EXERCISE DATA:
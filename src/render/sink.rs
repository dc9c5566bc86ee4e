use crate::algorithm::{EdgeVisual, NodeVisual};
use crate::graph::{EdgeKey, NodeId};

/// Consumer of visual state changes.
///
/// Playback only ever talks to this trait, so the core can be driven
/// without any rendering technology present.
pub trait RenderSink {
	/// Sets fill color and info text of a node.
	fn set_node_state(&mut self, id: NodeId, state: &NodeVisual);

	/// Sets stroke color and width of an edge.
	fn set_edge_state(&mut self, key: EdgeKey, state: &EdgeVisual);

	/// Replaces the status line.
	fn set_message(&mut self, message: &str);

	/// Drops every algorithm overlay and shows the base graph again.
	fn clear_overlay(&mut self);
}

YOUR GOAL:
Looking at the material above, please copy exactly every line from its first line through the line containing "can be driven", with both ends included and nothing else.

ANSWER SPACE:
filename src/render/sink.rs
repository dc9c5566bc86ee4e
use crate::algorithm::{EdgeVisual, NodeVisual};
use crate::graph::{EdgeKey, NodeId};

/// Consumer of visual state changes.
///
/// Playback only ever talks to this trait, so the core can be driven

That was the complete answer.